Figure 4.

A low temperature block synchronizes biosynthetic transport of p75 in the TGN in vivo. (A–E) A low temperature TGN block for zebrafish larvae. (A) Schematic of low-temperature TGN block. (B and C) Apical membrane transport (arrow) of newly synthesized p75-GFP is stalled after a 2-h low temperature block. Arrowheads point to perinuclear pool. n ≥ 5 larvae per condition in three independent experiments. Scale bars are 10 µm. (D) Newly synthesized p75-GFP is retained at the TGN (arrowheads), marked by Galt-tagRFPt. n = 5 larvae. (E) Colocalized p75-GFP⁺ and B4GALT1-tagRFPt⁺ pixels from D. Scale bars are 10 µm. (F–H) A TGN block and release assay for zebrafish larvae. (F) Experimental strategy. (G) p75-GFP localization at various time points after a TGN release. p75-GFP is rapidly released from the TGN into apical carriers, progressively accumulating at the apical membrane.
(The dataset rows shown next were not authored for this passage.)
//! Storage layer for lessonlog.
//!
//! A small `SQLite` key/value store holding named JSON values. Reads never
//! fail: an absent, unreadable or unparseable value falls back to the
//! caller's default. Writes never fail either: errors are logged and the
//! previous value stays in place.

pub mod migrations;
pub mod schema;

use std::path::{Path, PathBuf};

use chrono::{DateTime, Utc};
use rusqlite::{params, Connection, OptionalExtension};
use serde::de::DeserializeOwned;
use serde::Serialize;
use tracing::{debug, info, warn};

use crate::error::{Error, Result};

/// Key of the persisted [`SchoolInfo`](crate::model::SchoolInfo).
pub const KEY_SCHOOL_INFO: &str = "school-info";

/// Key of the persisted [`FormData`](crate::model::FormData).
pub const KEY_FORM_DATA: &str = "form-data";

/// Key of the persisted subject list.
pub const KEY_SUBJECTS: &str = "subjects-list";

/// Key of the persisted font size.
pub const KEY_FONT_SIZE: &str = "app-font-size";

/// Persistent key/value store.
#[derive(Debug)]
pub struct Store {
    /// Path to the database file.
    path: PathBuf,
    /// Database connection.
    conn: Connection,
}

impl Store {
    /// Open or create a store at the given path.
    ///
    /// Creates the parent directories and database file if they don't exist.
    ///
    /// # Errors
    ///
    /// Returns an error if the database cannot be opened or schema initialization fails.
    pub fn open(path: impl AsRef<Path>) -> Result<Self> {
        let path = path.as_ref().to_path_buf();

        if let Some(parent) = path.parent() {
            if !parent.as_os_str().is_empty() && !parent.exists() {
                std::fs::create_dir_all(parent).map_err(|source| Error::DirectoryCreate {
                    path: parent.to_path_buf(),
                    source,
                })?;
            }
        }

        debug!("Opening database at {}", path.display());
        let conn = Connection::open(&path).map_err(|source| Error::DatabaseOpen {
            path: path.clone(),
            source,
        })?;

        conn.execute_batch("PRAGMA journal_mode=WAL; PRAGMA synchronous=NORMAL;")?;
        migrations::initialize_schema(&conn)?;

        info!("Database opened at {}", path.display());
        Ok(Self { path, conn })
    }

    /// Create an in-memory store for testing.
    ///
    /// # Errors
    ///
    /// Returns an error if the in-memory database cannot be created.
    pub fn open_in_memory() -> Result<Self> {
        let conn = Connection::open_in_memory().map_err(|source| Error::DatabaseOpen {
            path: PathBuf::from(":memory:"),
            source,
        })?;

        migrations::initialize_schema(&conn)?;

        Ok(Self {
            path: PathBuf::from(":memory:"),
            conn,
        })
    }

    /// Get the path to the database file.
    #[must_use]
    pub fn path(&self) -> &Path {
        &self.path
    }

    /// Read the raw JSON text stored under `key`.
    ///
    /// # Errors
    ///
    /// Returns an error if the database operation fails.
    pub fn get_raw(&self, key: &str) -> Result<Option<String>> {
        let value = self
            .conn
            .query_row("SELECT value FROM kv WHERE key = ?1", [key], |row| {
                row.get(0)
            })
            .optional()?;
        Ok(value)
    }

    /// Read the value stored under `key`, or `default`.
    ///
    /// Falls back to `default` when the key is absent, the stored JSON does
    /// not parse as `T`, or the read itself fails.
    pub fn get<T: DeserializeOwned>(&self, key: &str, default: T) -> T {
        match self.get_raw(key) {
            Ok(Some(raw)) => match serde_json::from_str(&raw) {
                Ok(value) => value,
                Err(e) => {
                    warn!(key, error = %e, "stored value is corrupt, using default");
                    default
                }
            },
            Ok(None) => {
                debug!(key, "no stored value, using default");
                default
            }
            Err(e) => {
                warn!(key, error = %e, "failed to read stored value, using default");
                default
            }
        }
    }

    /// Store `value` under `key`.
    ///
    /// Returns `true` if the value was written. Failures are logged and the
    /// previous value is kept.
    pub fn set<T: Serialize + ?Sized>(&self, key: &str, value: &T) -> bool {
        let json = match serde_json::to_string(value) {
            Ok(json) => json,
            Err(e) => {
                warn!(key, error = %e, "failed to serialize value, keeping previous");
                return false;
            }
        };
        match self.write(key, &json) {
            Ok(()) => {
                debug!(key, bytes = json.len(), "stored value");
                true
            }
            Err(e) => {
                warn!(key, error = %e, "failed to store value, keeping previous");
                false
            }
        }
    }

    /// Store several values in one transaction: all are written or none are.
    ///
    /// Returns `true` if every value was written. Failures are logged.
    pub fn set_many(&self, entries: &[(&str, serde_json::Value)]) -> bool {
        match self.write_many(entries) {
            Ok(()) => {
                debug!(count = entries.len(), "stored values");
                true
            }
            Err(e) => {
                warn!(error = %e, "failed to store values, keeping previous");
                false
            }
        }
    }

    /// All stored keys, sorted.
    ///
    /// # Errors
    ///
    /// Returns an error if the database operation fails.
    pub fn keys(&self) -> Result<Vec<String>> {
        let mut stmt = self.conn.prepare("SELECT key FROM kv ORDER BY key")?;
        let keys = stmt
            .query_map([], |row| row.get(0))?
            .collect::<std::result::Result<Vec<String>, _>>()?;
        Ok(keys)
    }

    /// Get store statistics.
    ///
    /// # Errors
    ///
    /// Returns an error if the database operation fails.
    pub fn stats(&self) -> Result<StoreStats> {
        let key_count: i64 = self
            .conn
            .query_row("SELECT COUNT(*) FROM kv", [], |row| row.get(0))?;

        let last: Option<String> = self
            .conn
            .query_row("SELECT MAX(updated_at) FROM kv", [], |row| row.get(0))
            .optional()?
            .flatten();
        let last_updated = last
            .and_then(|s| DateTime::parse_from_rfc3339(&s).ok())
            .map(|dt| dt.with_timezone(&Utc));

        let db_size_bytes = if self.path.to_string_lossy() == ":memory:" {
            0
        } else {
            std::fs::metadata(&self.path).map(|m| m.len()).unwrap_or(0)
        };

        Ok(StoreStats {
            key_count,
            last_updated,
            db_size_bytes,
        })
    }

    fn write(&self, key: &str, json: &str) -> Result<()> {
        self.conn.execute(
            r"
            INSERT INTO kv (key, value, updated_at) VALUES (?1, ?2, ?3)
            ON CONFLICT(key) DO UPDATE SET value = excluded.value, updated_at = excluded.updated_at
            ",
            params![key, json, Utc::now().to_rfc3339()],
        )?;
        Ok(())
    }

    fn write_many(&self, entries: &[(&str, serde_json::Value)]) -> Result<()> {
        let tx = self.conn.unchecked_transaction()?;
        for (key, value) in entries {
            let json = serde_json::to_string(value)?;
            tx.execute(
                r"
                INSERT INTO kv (key, value, updated_at) VALUES (?1, ?2, ?3)
                ON CONFLICT(key) DO UPDATE SET value = excluded.value, updated_at = excluded.updated_at
                ",
                params![key, json, Utc::now().to_rfc3339()],
            )?;
        }
        tx.commit()?;
        Ok(())
    }
}

/// Statistics about the store.
#[derive(Debug, Clone, PartialEq, Eq)]
pub struct StoreStats {
    /// Number of stored keys.
    pub key_count: i64,
    /// Most recent write.
    pub last_updated: Option<DateTime<Utc>>,
    /// Size of the database file in bytes.
    pub db_size_bytes: u64,
}

#[cfg(test)]
mod tests {
    use super::*;
    use serde_json::json;

    fn create_test_store() -> Store {
        Store::open_in_memory().expect("failed to create test store")
    }

    #[test]
    fn test_open_in_memory() {
        assert!(Store::open_in_memory().is_ok());
    }

    #[test]
    fn test_get_absent_key_returns_default() {
        let store = create_test_store();
        assert_eq!(store.get(KEY_FONT_SIZE, 16_u8), 16);
        assert_eq!(
            store.get(KEY_SUBJECTS, vec!["العلوم".to_string()]),
            vec!["العلوم".to_string()]
        );
    }

    #[test]
    fn test_set_and_get() {
        let store = create_test_store();
        assert!(store.set(KEY_FONT_SIZE, &12_u8));
        assert_eq!(store.get(KEY_FONT_SIZE, 16_u8), 12);
    }

    #[test]
    fn test_set_overwrites() {
        let store = create_test_store();
        store.set("k", &1);
        store.set("k", &2);
        assert_eq!(store.get("k", 0), 2);
        assert_eq!(store.keys().unwrap(), vec!["k".to_string()]);
    }

    #[test]
    fn test_corrupt_value_returns_default() {
        let store = create_test_store();
        store.write(KEY_FONT_SIZE, "{not json").unwrap();
        assert_eq!(store.get(KEY_FONT_SIZE, 16_u8), 16);
    }

    #[test]
    fn test_wrong_shape_returns_default() {
        let store = create_test_store();
        store.set(KEY_FONT_SIZE, "large");
        assert_eq!(store.get(KEY_FONT_SIZE, 16_u8), 16);
    }

    #[test]
    fn test_corruption_is_per_key() {
        let store = create_test_store();
        store.set(KEY_SUBJECTS, &vec!["الفيزياء"]);
        store.write(KEY_FONT_SIZE, "][").unwrap();

        assert_eq!(store.get(KEY_FONT_SIZE, 16_u8), 16);
        assert_eq!(store.get::<Vec<String>>(KEY_SUBJECTS, vec![]), vec!["الفيزياء"]);
    }

    #[test]
    fn test_set_many() {
        let store = create_test_store();
        assert!(store.set_many(&[("a", json!(1)), ("b", json!(["x"]))]));
        assert_eq!(store.get("a", 0), 1);
        assert_eq!(store.get::<Vec<String>>("b", vec![]), vec!["x"]);
    }

    #[test]
    fn test_stats() {
        let store = create_test_store();
        let stats = store.stats().unwrap();
        assert_eq!(stats.key_count, 0);
        assert!(stats.last_updated.is_none());

        store.set("a", &1);
        let stats = store.stats().unwrap();
        assert_eq!(stats.key_count, 1);
        assert!(stats.last_updated.is_some());
        assert_eq!(stats.db_size_bytes, 0);
    }

    #[test]
    fn test_reopen_persists_values() {
        let dir = tempfile::tempdir().unwrap();
        let path = dir.path().join("nested").join("lessonlog.db");

        {
            let store = Store::open(&path).unwrap();
            store.set(KEY_FONT_SIZE, &12_u8);
        }

        let store = Store::open(&path).unwrap();
        assert_eq!(store.get(KEY_FONT_SIZE, 16_u8), 12);
        assert_eq!(store.path(), path.as_path());
    }
}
Scale bars are 10 µm. (H) Kinetic analysis of p75-GFP transport after a TGN release plotted as a ratio of apical membrane intensity (C_AM) to cytoplasm intensity (C_C) over time. Data are fitted with a one-phase exponential association model (R² = 0.8159; n > 20 cells from at least two animals per time point; error bars are SD).